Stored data

------------------------------------------------------------

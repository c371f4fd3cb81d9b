use axum::extract::rejection::{JsonRejection, QueryRejection};
use axum::http::StatusCode;
use axum::response::{IntoResponse, Response};
use propgo_core::error::CoreError;
use propgo_core::validation::ValidationErrors;
use serde_json::json;

/// Application-level error type for HTTP handlers.
///
/// Wraps [`CoreError`] for domain errors and adds HTTP-specific variants.
/// Implements [`IntoResponse`] to produce consistent JSON error responses.
#[derive(Debug, thiserror::Error)]
pub enum AppError {
    /// A domain-level error from `propgo_core`.
    #[error(transparent)]
    Core(#[from] CoreError),

    /// A database error from sqlx.
    #[error("Database error: {0}")]
    Database(#[from] sqlx::Error),

    /// A bad request with a human-readable message.
    #[error("Bad request: {0}")]
    BadRequest(String),

    /// An internal error with a human-readable message.
    #[error("Internal error: {0}")]
    InternalError(String),
}

/// Convenience type alias for handler return values.
pub type AppResult<T> = Result<T, AppError>;

impl From<validator::ValidationErrors> for AppError {
    fn from(errors: validator::ValidationErrors) -> Self {
        let fields: ValidationErrors = errors
            .field_errors()
            .into_iter()
            .filter_map(|(field, errs)| {
                let first = errs.first()?;
                let message = first
                    .message
                    .as_ref()
                    .map(|m| m.to_string())
                    .unwrap_or_else(|| format!("Invalid {field}."));
                Some((field.to_string(), message))
            })
            .collect();
        AppError::Core(CoreError::InvalidFields(fields))
    }
}

impl From<JsonRejection> for AppError {
    fn from(rejection: JsonRejection) -> Self {
        AppError::BadRequest(rejection.body_text())
    }
}

impl From<QueryRejection> for AppError {
    fn from(rejection: QueryRejection) -> Self {
        AppError::BadRequest(rejection.body_text())
    }
}

impl IntoResponse for AppError {
    fn into_response(self) -> Response {
        let mut fields = None;

        let (status, code, message) = match &self {
            // --- CoreError variants ---
            AppError::Core(core) => match core {
                CoreError::NotFound { entity, id } => (
                    StatusCode::NOT_FOUND,
                    "NOT_FOUND",
                    format!("{entity} with id {id} not found"),
                ),
                CoreError::Validation(msg) => {
                    (StatusCode::BAD_REQUEST, "VALIDATION_ERROR", msg.clone())
                }
                CoreError::InvalidFields(errors) => {
                    fields = Some(errors.clone());
                    (StatusCode::BAD_REQUEST, "VALIDATION_ERROR", core.to_string())
                }
                CoreError::Conflict(msg) => (StatusCode::CONFLICT, "CONFLICT", msg.clone()),
                CoreError::Unauthorized(msg) => {
                    (StatusCode::UNAUTHORIZED, "UNAUTHORIZED", msg.clone())
                }
                CoreError::Forbidden(msg) => (StatusCode::FORBIDDEN, "FORBIDDEN", msg.clone()),
                CoreError::Internal(msg) => {
                    tracing::error!(error = %msg, "Internal core error");
                    (
                        StatusCode::INTERNAL_SERVER_ERROR,
                        "INTERNAL_ERROR",
                        "An internal error occurred".to_string(),
                    )
                }
            },

            // --- Database errors ---
            AppError::Database(err) => classify_sqlx_error(err),

            // --- HTTP-specific errors ---
            AppError::BadRequest(msg) => (StatusCode::BAD_REQUEST, "BAD_REQUEST", msg.clone()),
            AppError::InternalError(msg) => {
                tracing::error!(error = %msg, "Internal error");
                (
                    StatusCode::INTERNAL_SERVER_ERROR,
                    "INTERNAL_ERROR",
                    "An internal error occurred".to_string(),
                )
            }
        };

        let mut body = json!({
            "error": message,
            "code": code,
        });
        if let Some(fields) = fields {
            body["fields"] = json!(fields);
        }

        (status, axum::Json(body)).into_response()
    }
}

/// Classify a sqlx error into an HTTP status, error code, and message.
///
/// - `RowNotFound` maps to 404.
/// - Unique constraint violations (constraint name starting with `uq_`) map to 409.
/// - Everything else maps to 500 with a sanitized message.
fn classify_sqlx_error(err: &sqlx::Error) -> (StatusCode, &'static str, String) {
    match err {
        sqlx::Error::RowNotFound => (
            StatusCode::NOT_FOUND,
            "NOT_FOUND",
            "Resource not found".to_string(),
        ),
        sqlx::Error::Database(db_err) => {
            // PostgreSQL unique constraint violation: error code 23505
            if db_err.code().as_deref() == Some("23505") {
                let constraint = db_err.constraint().unwrap_or("unknown");
                if constraint.starts_with("uq_") {
                    return (
                        StatusCode::CONFLICT,
                        "CONFLICT",
                        format!("Duplicate value violates unique constraint: {constraint}"),
                    );
                }
            }
            tracing::error!(error = %db_err, "Database error");
            (
                StatusCode::INTERNAL_SERVER_ERROR,
                "INTERNAL_ERROR",
                "An internal error occurred".to_string(),
            )
        }
        other => {
            tracing::error!(error = %other, "Database error");
            (
                StatusCode::INTERNAL_SERVER_ERROR,
                "INTERNAL_ERROR",
                "An internal error occurred".to_string(),
            )
        }
    }
}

------------------------------------------------------------

# Activity:
Among the records above, repeat exactly the line with "let message = first", the line with "fn from(rejection: QueryRejection)", and every line in between, and only those.

# Output:
                let message = first
                    .message
                    .as_ref()
                    .map(|m| m.to_string())
                    .unwrap_or_else(|| format!("Invalid {field}."));
                Some((field.to_string(), message))
            })
            .collect();
        AppError::Core(CoreError::InvalidFields(fields))
    }
}

impl From<JsonRejection> for AppError {
    fn from(rejection: JsonRejection) -> Self {
        AppError::BadRequest(rejection.body_text())
    }
}

impl From<QueryRejection> for AppError {
    fn from(rejection: QueryRejection) -> Self {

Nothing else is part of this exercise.